What is Geotechnical Soil Mechanics & Shallow Foundation Design?
Mathematical Foundation
Laws & Principles
- Cohesion Term (c·Nc): Represents the shear strength of strictly cohesive soil particles sticking together. In heavily saturated clays where the friction angle (φ) drops near 0°, this is the only term that matters—the soil fails in rapid undrained shear. In clean river sands, cohesion c = 0 and this entire term mathematically vanishes.
- Surcharge Term (γ·Df·Nq): The physical weight of the dirt sitting directly above the footing elevation acts like a giant, heavy blanket creating confining pressure that ruthlessly resists the passive wedge pushing upward. Deeper footings dramatically improve capacity — burying a footing twice as deep roughly doubles this defensive term.
- Density Term (0.5·γ·B·Nγ): The sheer internal friction contribution from the actual mass of the soil wedge trapped beneath the footing. Wider footings mobilize a vastly wider, deeper frictional failure arc. This term grows linearly with footing width (B), which is why massive monolithic mat foundations can achieve extraordinary capacities in deep granular soils.

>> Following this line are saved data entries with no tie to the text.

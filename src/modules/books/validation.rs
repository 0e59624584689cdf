//! Field-type rules applied to create and update payloads.
//!
//! Every field is optional; a field that is present must have the right JSON
//! type. Presence rules belong to the handlers.

use std::collections::HashMap;

use axum::{
    body::Bytes,
    extract::{FromRequest, Request},
    http::header::CONTENT_TYPE,
    Form,
};
use bookshelf_http::error::{AppError, FieldError};
use serde_json::{Map, Value};

use super::models::BookFields;

pub const TITLE_MESSAGE: &str = "Title must be a string";
pub const AUTHOR_MESSAGE: &str = "Author must be a string";
pub const RATING_MESSAGE: &str = "Rating must be a number";

/// Check `payload` against the field rules.
///
/// Unknown keys are ignored. Only a missing key is absent; `null` is a value
/// of the wrong type. On failure every violated rule is reported, in field
/// order.
pub fn validate(payload: &Value) -> Result<BookFields, Vec<FieldError>> {
    let Some(object) = payload.as_object() else {
        return Err(vec![FieldError::new(
            "body",
            "Request body must be a JSON object",
        )
        .with_value(payload.clone())]);
    };

    let mut errors = Vec::new();
    let title = string_field(object, "title", TITLE_MESSAGE, &mut errors);
    let author = string_field(object, "author", AUTHOR_MESSAGE, &mut errors);
    let rating = integer_field(object, "rating", RATING_MESSAGE, &mut errors);

    if errors.is_empty() {
        Ok(BookFields {
            title,
            author,
            rating,
        })
    } else {
        Err(errors)
    }
}

/// Integral numbers only; `5.0` is the integer 5.
fn as_integer(value: &Value) -> Option<i64> {
    value.as_i64().or_else(|| {
        value
            .as_f64()
            .filter(|n| n.fract() == 0.0 && *n >= i64::MIN as f64 && *n < i64::MAX as f64)
            .map(|n| n as i64)
    })
}

/// Lift form fields into the JSON shape [`validate`] checks.
///
/// Form values are all text, so `rating` becomes a number when it parses as
/// one and stays text otherwise.
pub fn form_payload(form: HashMap<String, String>) -> Value {
    let object = form
        .into_iter()
        .map(|(key, value)| {
            let value = match key.as_str() {
                "rating" => value
                    .trim()
                    .parse::<i64>()
                    .map(Value::from)
                    .unwrap_or(Value::String(value)),
                _ => Value::String(value),
            };
            (key, value)
        })
        .collect::<Map<String, Value>>();
    Value::Object(object)
}

fn is_form(req: &Request) -> bool {
    req.headers()
        .get(CONTENT_TYPE)
        .and_then(|value| value.to_str().ok())
        .is_some_and(|value| value.starts_with("application/x-www-form-urlencoded"))
}

fn string_field(
    object: &Map<String, Value>,
    field: &str,
    message: &str,
    errors: &mut Vec<FieldError>,
) -> Option<String> {
    let value = object.get(field)?;
    match value.as_str() {
        Some(text) => Some(text.to_string()),
        None => {
            errors.push(FieldError::new(field, message).with_value(value.clone()));
            None
        }
    }
}

fn integer_field(
    object: &Map<String, Value>,
    field: &str,
    message: &str,
    errors: &mut Vec<FieldError>,
) -> Option<i64> {
    let value = object.get(field)?;
    match as_integer(value) {
        Some(number) => Some(number),
        None => {
            errors.push(FieldError::new(field, message).with_value(value.clone()));
            None
        }
    }
}

/// Extractor that decodes the request body and runs [`validate`] on it.
///
/// `application/x-www-form-urlencoded` bodies go through [`form_payload`];
/// any other body is decoded as JSON whatever its `Content-Type`, and an
/// empty one reads as `{}`. Rule violations are 400 validation errors; a body
/// that cannot be read keeps the status axum gave it (413 when oversized).
#[derive(Debug, Clone)]
pub struct ValidatedBook(pub BookFields);

impl<S> FromRequest<S> for ValidatedBook
where
    S: Send + Sync,
{
    type Rejection = AppError;

    async fn from_request(req: Request, state: &S) -> Result<Self, Self::Rejection> {
        if is_form(&req) {
            let Form(form) = Form::<HashMap<String, String>>::from_request(req, state)
                .await
                .map_err(|rejection| {
                    AppError::rejected(rejection.status(), rejection.body_text())
                })?;
            return validate(&form_payload(form))
                .map(ValidatedBook)
                .map_err(AppError::validation);
        }

        let bytes = Bytes::from_request(req, state)
            .await
            .map_err(|rejection| {
                AppError::rejected(rejection.status(), rejection.body_text())
            })?;

        let payload = if bytes.iter().all(u8::is_ascii_whitespace) {
            Value::Object(Map::new())
        } else {
            serde_json::from_slice(&bytes).map_err(|err| {
                AppError::validation(vec![FieldError::new(
                    "body",
                    format!("Request body is not valid JSON: {}", err),
                )])
            })?
        };

        validate(&payload)
            .map(ValidatedBook)
            .map_err(AppError::validation)
    }
}

#[cfg(test)]
mod tests {
    use super::*;
    use serde_json::json;

    fn fields_of(errors: &[FieldError]) -> Vec<&str> {
        errors.iter().map(|e| e.field.as_str()).collect()
    }

    #[test]
    fn accepts_complete_payload() {
        let fields = validate(&json!({ "title": "Learn X", "author": "A", "rating": 5 })).unwrap();
        assert_eq!(
            fields,
            BookFields {
                title: Some("Learn X".to_string()),
                author: Some("A".to_string()),
                rating: Some(5),
            }
        );
    }

    #[test]
    fn empty_payload_passes() {
        assert!(validate(&json!({})).unwrap().is_empty());
    }

    #[test]
    fn unknown_keys_are_ignored() {
        let fields = validate(&json!({ "isbn": 42 })).unwrap();
        assert!(fields.is_empty());
    }

    #[test]
    fn null_is_a_type_error() {
        let errors =
            validate(&json!({ "title": null, "author": null, "rating": null })).unwrap_err();
        assert_eq!(fields_of(&errors), vec!["title", "author", "rating"]);
        assert_eq!(errors[0].message, TITLE_MESSAGE);
        assert_eq!(errors[0].value, Some(Value::Null));
    }

    #[test]
    fn falsy_values_are_present() {
        let fields = validate(&json!({ "title": "", "rating": 0 })).unwrap();
        assert_eq!(fields.title.as_deref(), Some(""));
        assert_eq!(fields.rating, Some(0));
    }

    #[test]
    fn reports_every_violation() {
        let errors = validate(&json!({ "title": 555, "author": 23, "rating": "five" })).unwrap_err();
        assert_eq!(fields_of(&errors), vec!["title", "author", "rating"]);
        assert_eq!(errors[0].message, TITLE_MESSAGE);
        assert_eq!(errors[1].message, AUTHOR_MESSAGE);
        assert_eq!(errors[2].message, RATING_MESSAGE);
        assert_eq!(errors[2].value, Some(json!("five")));
    }

    #[test]
    fn rating_must_be_an_integer() {
        for rating in [json!(4.5), json!("5"), json!(true), json!(u64::MAX), json!(1e300)] {
            let errors = validate(&json!({ "rating": rating })).unwrap_err();
            assert_eq!(fields_of(&errors), vec!["rating"], "rating {rating} accepted");
        }
        assert_eq!(validate(&json!({ "rating": -3 })).unwrap().rating, Some(-3));
    }

    #[test]
    fn integral_float_rating_is_stored_as_integer() {
        assert_eq!(validate(&json!({ "rating": 5.0 })).unwrap().rating, Some(5));
        let parsed: Value = serde_json::from_str(r#"{ "rating": -2.0 }"#).unwrap();
        assert_eq!(validate(&parsed).unwrap().rating, Some(-2));
    }

    #[test]
    fn form_fields_follow_the_same_rules() {
        let form = HashMap::from([
            ("title".to_string(), "Learn X".to_string()),
            ("author".to_string(), "A".to_string()),
            ("rating".to_string(), " 5 ".to_string()),
        ]);
        let fields = validate(&form_payload(form)).unwrap();
        assert_eq!(fields.title.as_deref(), Some("Learn X"));
        assert_eq!(fields.rating, Some(5));

        let form = HashMap::from([("rating".to_string(), "five".to_string())]);
        let errors = validate(&form_payload(form)).unwrap_err();
        assert_eq!(fields_of(&errors), vec!["rating"]);
        assert_eq!(errors[0].value, Some(json!("five")));
    }

    #[test]
    fn non_object_body_is_rejected() {
        let errors = validate(&json!(["title"])).unwrap_err();
        assert_eq!(fields_of(&errors), vec!["body"]);
    }
}
use axum::{
    extract::{rejection::PathRejection, Path, State},
    routing::{get, put},
    Json, Router,
};
use bookshelf_http::error::AppError;
use mongodb::bson::oid::ObjectId;

use super::models::{Book, BookList};
use super::repository::BookRepositoryArc;
use super::validation::ValidatedBook;

pub const BOOK_NOT_FOUND: &str = "Book not found";
pub const EMPTY_BODY: &str = "Request body is empty";
pub const UPDATE_BAD_ID: &str = "Id is not a mongoose Object_Id";
pub const DELETE_BAD_ID: &str = "Id is not a mongo Object_Id";
pub const BOOK_DELETED: &str = "Book deleted";

#[derive(Clone)]
struct BooksState {
    repository: BookRepositoryArc,
}

/// Routes for `/books` and `/books/{id}` backed by `repository`
pub fn router(repository: BookRepositoryArc) -> Router {
    Router::new()
        .route("/books", get(list_books).post(create_book))
        .route("/books/{id}", put(update_book).delete(delete_book))
        .with_state(BooksState { repository })
}

/// An id segment that does not even decode (e.g. `%FF`) is as malformed as
/// one that is not hex.
fn parse_id(
    raw: Result<Path<String>, PathRejection>,
    message: &'static str,
) -> Result<ObjectId, AppError> {
    let Ok(Path(raw)) = raw else {
        return Err(AppError::bad_request(message));
    };
    ObjectId::parse_str(&raw).map_err(|_| AppError::bad_request(message))
}

async fn list_books(State(state): State<BooksState>) -> Result<Json<BookList>, AppError> {
    let books = state.repository.list().await?;
    tracing::debug!(count = books.len(), "listed books");
    Ok(Json(BookList { books }))
}

async fn create_book(
    State(state): State<BooksState>,
    ValidatedBook(fields): ValidatedBook,
) -> Result<Json<Book>, AppError> {
    let book = state.repository.create(fields).await?;
    tracing::info!(book_id = %book.id, "book created");
    Ok(Json(book))
}

/// Preconditions run in order: identifier format, non-empty payload, then
/// existence, which the repository checks atomically with the write.
async fn update_book(
    State(state): State<BooksState>,
    id: Result<Path<String>, PathRejection>,
    ValidatedBook(fields): ValidatedBook,
) -> Result<Json<Book>, AppError> {
    let id = parse_id(id, UPDATE_BAD_ID)?;

    if fields.is_empty() {
        return Err(AppError::bad_request(EMPTY_BODY));
    }

    match state.repository.update(id, fields).await? {
        Some(book) => {
            tracing::info!(book_id = %id, "book updated");
            Ok(Json(book))
        }
        None => Err(AppError::not_found(BOOK_NOT_FOUND)),
    }
}

async fn delete_book(
    State(state): State<BooksState>,
    id: Result<Path<String>, PathRejection>,
) -> Result<Json<&'static str>, AppError> {
    let id = parse_id(id, DELETE_BAD_ID)?;

    if state.repository.delete(id).await? {
        tracing::info!(book_id = %id, "book deleted");
        Ok(Json(BOOK_DELETED))
    } else {
        Err(AppError::not_found(BOOK_NOT_FOUND))
    }
}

- The Global Factor of Safety: FS = 3.0 is the unforgiving industry standard for bearing capacity. It is NOT applied to settlement predictions — a totally separate deformation analysis (e.g., Terzaghi primary consolidation or Boussinesq elastic settlement) is legally required alongside the initial bearing capacity check.
- Groundwater Table Destruction: If the unseen groundwater table rises up to the footing elevation, the soil becomes instantly buoyant. You must replace the dry unit weight with the submerged effective unit weight (γ' ≈ γ_sat - 62.4). This single water event instantly reduces the foundation capacity by an overwhelming 40%.
Step-by-Step Example Walkthrough
" A structural engineer is designing a load-bearing wall strip footing in medium-density silt-clay. Laboratory borings show soil cohesion c = 200 psf, unit weight γ = 110 pcf. The architect sets the footing depth Df = 3 ft and footing width B = 4 ft. The Triaxial test friction angle φ = 20°, which references chart factors: Nc = 17.7, Nq = 7.4, Nγ = 5.0. "
- 1. Calculate Cohesion term: 200 psf × 17.7 (Nc) = 3,540 psf of resistance.
- 2. Calculate Surcharge term: 110 pcf × 3 ft deep × 7.4 (Nq) = 2,442 psf of resistance.
- 3. Calculate Density term: 0.5 × 110 pcf × 4 ft wide × 5.0 (Nγ) = 1,100 psf of resistance.
- 4. Calculate Ultimate Failure (q_u): 3,540 + 2,442 + 1,100 = 7,082 psf ultimate capacity.
- 5. Apply Life Safety Limit: q_safe = 7,082 / 3.0 (Factor of Safety) = 2,361 psf usable capacity.